At the Royal Agricultural Show at Cambridge yesterday I was very glad to see that the Forestry Commission had an excellent exhibit which should go a long way towards removing the prejudice which still exists in the English mind about forestry, and particularly about conifers. The Commission is often very unfairly attacked for planting conifers on land where only conifers can possibly grow. I know that in their young stages conifer plantations are not very beautiful. Still, trees have a habit of growing, and some of the public do not seem to realise that. I believe that in 30 or 40 years the people who have been objecting to the planting of conifers will be objecting to the Forestry Commission cutting down the "beautiful conifer forests." I hope that the process of education will continue.
The Bill will do a lot to preserve our national heritage, in spite of what the hon. and learned Member has to say about totalitarianism. It will serve to remind us of one of the great truths, which is the motto of the Royal English Forestry Society, "Serit arbores, quae alteri saeculo prosint," which means: "It will be the trees that go down to another generation."
I was glad to find myself in agreement with many of the sentiments expressed by the hon. Member for Gloucestershire, West (Mr. Philips Price), who used to represent a constituency with a title more appropriate to this debate—the Forest of Dean. For instance, I thought he was absolutely right to stress the importance of thinning and how unfortunate it would be if anything in the Bill were to discourage people from carrying out thinning as often as it should be carried out. I am in a little doubt as to whether that might not be the case under the Bill, and, if so, it would be a serious thing. I therefore hope that the Under-Secretary will consider that point carefully become we come to the Committee stage.
I did not know whether the hon. Member was actually proposing that felling should be reduced to the rate of annual increment, but I find it difficult to believe that was his real intention because, according to the census, the present consumption is five times the rate of annual increment and it would mean reducing fellings to one-fifth of what they are at present.
I agree with that ultimate objective, but if it were adopted at the moment it would result in a difficult position.
The Bill is no complete answer to the problem. Indeed, a strong case was made against the principle and method of the Bill by the hon. and learned Member for Carmarthen (Mr. Hopkin Morris). We must remember that what we are likely to achieve by the Bill is very limited. We all agree on the need for preserving the timber supply of this country. On the other hand, we should be wrong if we did not remember the limitations upon the stockpiling of trees. Trees are living things. They are not like ore which can be left in the ground. Living things are not subject to endless life, but to sudden death—a thing which at times must exercise the minds of the Government. For instance, in Zanzibar, where the clove industry has long been the primary means of support of the island, "sudden death" of trees is a matter which exercises their minds very much. In those tropical conditions clove trees can die off completely within one week.
I am not suggesting that anything like that happens to our English trees, but there is no doubt that some die rather quickly. Therefore, we must be sure that in any steps we take for stockpiling trees, there are adequate safeguards where trees are dying back. The process can take place within the three-year period of review. It is possible that a beech tree which was healthy when the original application was made and refused, will be a comparatively useless piece of timber by the end of those three years. I cannot see any adequate safeguard for that in the Bill. There are other hazards, such as wind, which can do considerable damage to plantations during the waiting period.

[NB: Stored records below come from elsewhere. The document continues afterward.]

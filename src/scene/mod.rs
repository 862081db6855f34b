//! Ray queries against a triangle mesh.
//!
//! [`Scene`] owns a mesh, one [`MeshTriangle`] leaf per face and an [`AabbTree`] built over
//! the leaves. Loading a new mesh builds everything from scratch and swaps it in at once.

mod aabb_tree;
mod mesh_triangle;

use std::sync::Arc;

use bon::bon;
use log::{info, warn};

use crate::{
    geometry::{FloatType, Ray, WorldBox, WorldPoint, WorldVector},
    mesh::{Mesh, MeshError},
};

pub use aabb_tree::{AabbTree, BuildError, Intersectable, RayHit, TreeStatistics};
pub use mesh_triangle::{MeshTriangle, Shading};

/// Object that can be hit by a ray, without an upper limit on the distance.
pub trait Object {
    fn bounding_box(&self) -> &WorldBox;
    /// Closest hit with t >= min_t.
    fn intersect(&self, ray: &Ray, min_t: FloatType) -> Option<HitRecord>;
}

#[derive(Clone, Debug, PartialEq)]
pub struct HitRecord {
    pub t: FloatType,
    pub normal: WorldVector,
}

/// Checks every object, returning the index of the closest one that was hit.
/// The first object wins when several are hit at the same distance.
pub fn first_hit<O: Object>(
    ray: &Ray,
    min_t: FloatType,
    objects: &[O],
) -> Option<(usize, HitRecord)> {
    let mut best: Option<(usize, HitRecord)> = None;
    for (i, object) in objects.iter().enumerate() {
        let Some(hit) = object.intersect(ray, min_t) else {
            continue;
        };
        if best.as_ref().is_none_or(|(_, b)| hit.t < b.t) {
            best = Some((i, hit));
        }
    }
    best
}

#[derive(Clone, Debug)]
pub struct SceneHit<'a> {
    pub t: FloatType,
    pub normal: WorldVector,
    pub object: &'a MeshTriangle,
}

impl SceneHit<'_> {
    pub fn point(&self, ray: &Ray) -> WorldPoint {
        ray.point_at(self.t)
    }
}

#[derive(Clone, Debug, Default)]
pub struct Scene {
    shading: Shading,
    mesh: Arc<Mesh>,
    leaves: Vec<MeshTriangle>,
    /// None if the mesh has no faces.
    bvh: Option<AabbTree>,
}

#[bon]
impl Scene {
    #[builder]
    pub fn new(#[builder(default)] shading: Shading) -> Scene {
        Scene {
            shading,
            ..Default::default()
        }
    }

    /// Validates and loads a mesh given as vertex positions and 0-based face indices.
    /// On error the previously loaded mesh stays in place.
    pub fn load_mesh(
        &mut self,
        vertices: Vec<WorldPoint>,
        faces: Vec<[usize; 3]>,
    ) -> Result<(), MeshError> {
        let mesh = Mesh::new(vertices, faces)?;
        self.load(mesh);
        Ok(())
    }

    /// Replaces the scene content with the mesh.
    pub fn load(&mut self, mesh: Mesh) {
        let mesh = Arc::new(mesh);
        let leaves: Vec<_> = mesh
            .faces()
            .indices()
            .map(|face| MeshTriangle::new(Arc::clone(&mesh), face, self.shading))
            .collect();

        let bvh = match AabbTree::new(leaves.iter().cloned().map(Intersectable::from).collect()) {
            Ok(tree) => {
                info!(
                    "Loaded mesh with {} vertices: {}",
                    mesh.vertices().len(),
                    tree.statistics()
                );
                Some(tree)
            }
            Err(BuildError::Empty) => {
                warn!("Loaded mesh has no faces, all rays will miss");
                None
            }
        };

        *self = Scene {
            shading: self.shading,
            mesh,
            leaves,
            bvh,
        };
    }

    /// Closest hit within [min_t, max_t], with the normal at the hit point.
    pub fn intersect(&self, ray: &Ray, min_t: FloatType, max_t: FloatType) -> Option<SceneHit<'_>> {
        let hit = self.bvh.as_ref()?.ray_intersect(ray, min_t, max_t)?;
        // Anything other than a triangle would be a tree nested in a leaf, which never gets built here
        let object = hit.descendant.as_triangle()?;
        Some(SceneHit {
            t: hit.t,
            normal: object.normal_at(&ray.point_at(hit.t)),
            object,
        })
    }

    /// Same as [`Scene::intersect`] with unbounded max_t, but checks every face.
    /// Slow, intended for diagnostics.
    pub fn intersect_brute_force(&self, ray: &Ray, min_t: FloatType) -> Option<SceneHit<'_>> {
        let (i, record) = first_hit(ray, min_t, &self.leaves)?;
        Some(SceneHit {
            t: record.t,
            normal: record.normal,
            object: &self.leaves[i],
        })
    }

    pub fn shading(&self) -> Shading {
        self.shading
    }

    pub fn mesh(&self) -> &Arc<Mesh> {
        &self.mesh
    }

    pub fn bvh(&self) -> Option<&AabbTree> {
        self.bvh.as_ref()
    }

    pub fn statistics(&self) -> Option<TreeStatistics> {
        self.bvh.as_ref().map(AabbTree::statistics)
    }
}

#[cfg(test)]
pub mod test {
    use super::*;
    use crate::{
        geometry::{Triangle, test::world_triangle},
        mesh::test::pyramid,
    };

    use assert2::{assert, let_assert};
    use test_strategy::proptest;

    /// Flat shaded leaves of a mesh that has three vertices of its own for every triangle
    pub fn leaves_from_triangles(triangles: &[Triangle<WorldPoint>]) -> Vec<MeshTriangle> {
        let vertices = triangles.iter().flat_map(|t| t.iter().copied()).collect();
        let faces = (0..triangles.len())
            .map(|i| [3 * i, 3 * i + 1, 3 * i + 2])
            .collect();
        let mesh = Arc::new(Mesh::new(vertices, faces).unwrap());
        mesh.faces()
            .indices()
            .map(|face| MeshTriangle::new(Arc::clone(&mesh), face, Shading::Flat))
            .collect()
    }

    fn unit_triangle_scene() -> Scene {
        let mut scene = Scene::default();
        scene
            .load_mesh(
                vec![
                    WorldPoint::new(-1.0, -1.0, 0.0),
                    WorldPoint::new(1.0, -1.0, 0.0),
                    WorldPoint::new(0.0, 1.0, 0.0),
                ],
                vec![[0, 1, 2]],
            )
            .unwrap();
        scene
    }

    fn down_the_z_axis() -> Ray {
        Ray::new(
            WorldPoint::new(0.0, 0.0, 5.0),
            WorldVector::new(0.0, 0.0, -1.0),
        )
    }

    #[test]
    fn unit_triangle_hit() {
        let scene = unit_triangle_scene();
        let_assert!(Some(hit) = scene.intersect(&down_the_z_axis(), 0.01, FloatType::INFINITY));
        assert!((hit.t - 5.0).abs() < 1e-12);
        assert!((hit.normal - WorldVector::z()).norm() < 1e-12);
        assert!(hit.object.face().index() == 0);
        assert!((hit.point(&down_the_z_axis()) - WorldPoint::origin()).norm() < 1e-12);
    }

    #[test]
    fn parallel_ray_misses() {
        let scene = unit_triangle_scene();
        let ray = Ray::new(
            WorldPoint::new(0.0, 0.0, 5.0),
            WorldVector::new(1.0, 0.0, 0.0),
        );
        assert!(scene.intersect(&ray, 0.01, FloatType::INFINITY).is_none());
    }

    #[test]
    fn builder_defaults() {
        let scene = Scene::builder().build();
        assert!(scene.shading() == Shading::Flat);
        assert!(scene.bvh().is_none());
        assert!(scene.mesh().faces().is_empty());

        let smooth = Scene::builder().shading(Shading::Smooth).build();
        assert!(smooth.shading() == Shading::Smooth);
    }

    #[test]
    fn empty_scene_misses() {
        let mut scene = Scene::default();
        assert!(scene.intersect(&down_the_z_axis(), 0.0, FloatType::INFINITY).is_none());

        scene.load_mesh(vec![WorldPoint::origin()], Vec::new()).unwrap();
        assert!(scene.bvh().is_none());
        assert!(scene.statistics().is_none());
        assert!(scene.intersect(&down_the_z_axis(), 0.0, FloatType::INFINITY).is_none());
        assert!(scene.intersect_brute_force(&down_the_z_axis(), 0.0).is_none());
    }

    #[test]
    fn reload_replaces_content() {
        let mut scene = unit_triangle_scene();
        scene
            .load_mesh(
                vec![
                    WorldPoint::new(10.0, 10.0, 0.0),
                    WorldPoint::new(11.0, 10.0, 0.0),
                    WorldPoint::new(10.0, 11.0, 0.0),
                ],
                vec![[0, 1, 2]],
            )
            .unwrap();
        assert!(scene.intersect(&down_the_z_axis(), 0.0, FloatType::INFINITY).is_none());
        assert!(scene.mesh().vertices().len() == 3);
    }

    #[test]
    fn failed_load_keeps_previous_mesh() {
        let mut scene = unit_triangle_scene();
        let_assert!(
            Err(MeshError::VertexIndexOutOfRange { vertex: 7, .. }) =
                scene.load_mesh(vec![WorldPoint::origin()], vec![[0, 0, 7]])
        );
        assert!(scene.intersect(&down_the_z_axis(), 0.0, FloatType::INFINITY).is_some());
    }

    #[test]
    fn smooth_scene_interpolates_normals() {
        let mut scene = Scene::builder().shading(Shading::Smooth).build();
        scene.load(pyramid());

        let_assert!(Some(hit) = scene.intersect(&down_the_z_axis(), 0.0, FloatType::INFINITY));
        assert!((hit.t - 4.0).abs() < 1e-12);
        // Apex vertex normal
        assert!((hit.normal - WorldVector::z()).norm() < 1e-9);

        let mut flat = Scene::default();
        flat.load(pyramid());
        let_assert!(Some(flat_hit) = flat.intersect(&down_the_z_axis(), 0.0, FloatType::INFINITY));
        assert!(flat_hit.normal.z < 0.8);
    }

    #[test]
    fn statistics_of_loaded_scene() {
        let mut scene = Scene::default();
        scene.load(pyramid());
        let_assert!(Some(s) = scene.statistics());
        assert!(s.leaf_count == 4);
        assert!(s.internal_node_count == 3);
    }

    #[test]
    fn scene_is_shareable_between_threads() {
        fn check<T: Send + Sync>() {}
        check::<Scene>();
        check::<AabbTree>();
    }

    #[test]
    fn first_hit_prefers_first_on_tie() {
        let leaves = leaves_from_triangles(&[
            Triangle::new(
                WorldPoint::new(-1.0, -1.0, 0.0),
                WorldPoint::new(1.0, -1.0, 0.0),
                WorldPoint::new(0.0, 1.0, 0.0),
            ),
            Triangle::new(
                WorldPoint::new(-1.0, -1.0, 0.0),
                WorldPoint::new(1.0, -1.0, 0.0),
                WorldPoint::new(0.0, 1.0, 0.0),
            ),
            Triangle::new(
                WorldPoint::new(-1.0, -1.0, 2.0),
                WorldPoint::new(1.0, -1.0, 2.0),
                WorldPoint::new(0.0, 1.0, 2.0),
            ),
        ]);
        let_assert!(Some((i, record)) = first_hit(&down_the_z_axis(), 0.0, &leaves));
        assert!(i == 2);
        assert!(record.t == 3.0);

        let_assert!(Some((i, record)) = first_hit(&down_the_z_axis(), 3.5, &leaves));
        assert!(i == 0);
        assert!(record.t == 5.0);

        assert!(first_hit(&down_the_z_axis(), 5.5, &leaves).is_none());
    }

    /// Tree query and brute force agree on the closest hit
    #[proptest]
    fn tree_matches_brute_force(
        #[strategy(proptest::collection::vec(world_triangle(), 1..30))] triangles: Vec<
            Triangle<WorldPoint>,
        >,
        ray: crate::geometry::test::RayWrapper,
    ) {
        let vertices = triangles.iter().flat_map(|t| t.iter().copied()).collect();
        let faces = (0..triangles.len())
            .map(|i| [3 * i, 3 * i + 1, 3 * i + 2])
            .collect();
        let mut scene = Scene::default();
        scene.load_mesh(vertices, faces).unwrap();

        let tree_hit = scene.intersect(&ray, 0.0, FloatType::INFINITY);
        let brute_hit = scene.intersect_brute_force(&ray, 0.0);

        assert!(tree_hit.as_ref().map(|h| h.t) == brute_hit.as_ref().map(|h| h.t));
        assert!(
            tree_hit.map(|h| h.object.face()) == brute_hit.map(|h| h.object.face())
        );
    }
}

When we consider the general question of how best to stockpile the trees of this country, I cannot help remembering that what we really want are supplies of seasoned timber. I wonder whether it is best to keep all the trees standing, instead of allowing some to be turned into seasoned timber of which we are so desperately short in time of war. Seasoned timber is so much more valuable than hastily cut timber which has not had time to season properly.
Neither do I believe that we can consider the preservation of trees in isolation. This must be considered in connection with planting as well. I have an interest in this matter because I have something to do with the management of woodlands. After all, the woodland owners supply the vast majority of trees in this country at the present time, and from their practical point of view they see things a little differently from anyone reading this Bill. They have their annual expenses. To carry out thinnings they have to employ trained woodland staffs, and if fellings are decreased there will be an annual deficit which is not an easy thing to manage if they cannot sell timber.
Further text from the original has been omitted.